- [Exercise instructions] Only the lines from the one with "async fn get(&self, url: &str)" onward are wanted, through the last line of the entries, set down exactly.

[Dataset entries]
___

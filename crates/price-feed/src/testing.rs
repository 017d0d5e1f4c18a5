//! Scripted transport for unit tests

use std::collections::HashMap;
use std::sync::atomic::{AtomicUsize, Ordering};
use std::time::Duration;

use async_trait::async_trait;

use oracle_core::{FetchError, FetchResult};

use crate::transport::{HttpResponse, HttpTransport};

#[derive(Debug, Clone)]
pub struct Reply {
    delay: Option<Duration>,
    result: FetchResult<HttpResponse>,
}

impl Reply {
    pub fn ok(body: &str) -> Self {
        Self::status(200, body)
    }

    pub fn status(status: u16, body: &str) -> Self {
        Self {
            delay: None,
            result: Ok(HttpResponse::new(status, body)),
        }
    }

    pub fn error(message: &str) -> Self {
        Self {
            delay: None,
            result: Err(FetchError::Transport(message.to_string())),
        }
    }

    pub fn delayed(mut self, delay: Duration) -> Self {
        self.delay = Some(delay);
        self
    }
}

/// Answers each URL with a canned reply; unknown URLs fail like a DNS error
#[derive(Debug, Default)]
pub struct ScriptedTransport {
    routes: HashMap<String, Reply>,
    completed: AtomicUsize,
}

impl ScriptedTransport {
    pub fn new() -> Self {
        Self::default()
    }

    pub fn route(mut self, url: &str, reply: Reply) -> Self {
        self.routes.insert(url.to_string(), reply);
        self
    }

    /// Requests that ran to completion (not cut off by a timeout)
    pub fn completed(&self) -> usize {
        self.completed.load(Ordering::SeqCst)
    }
}

#[async_trait]
impl HttpTransport for ScriptedTransport {
    async fn get(&self, url: &str) -> FetchResult<HttpResponse> {
        let Some(reply) = self.routes.get(url) else {
            return Err(FetchError::Transport(format!("dns error: unknown host for {}", url)));
        };

        if let Some(delay) = reply.delay {
            tokio::time::sleep(delay).await;
        }

        self.completed.fetch_add(1, Ordering::SeqCst);
        reply.result.clone()
    }
}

___

- [Result below]
    async fn get(&self, url: &str) -> FetchResult<HttpResponse> {
        let Some(reply) = self.routes.get(url) else {
            return Err(FetchError::Transport(format!("dns error: unknown host for {}", url)));
        };

        if let Some(delay) = reply.delay {
            tokio::time::sleep(delay).await;
        }

        self.completed.fetch_add(1, Ordering::SeqCst);
        reply.result.clone()
    }
}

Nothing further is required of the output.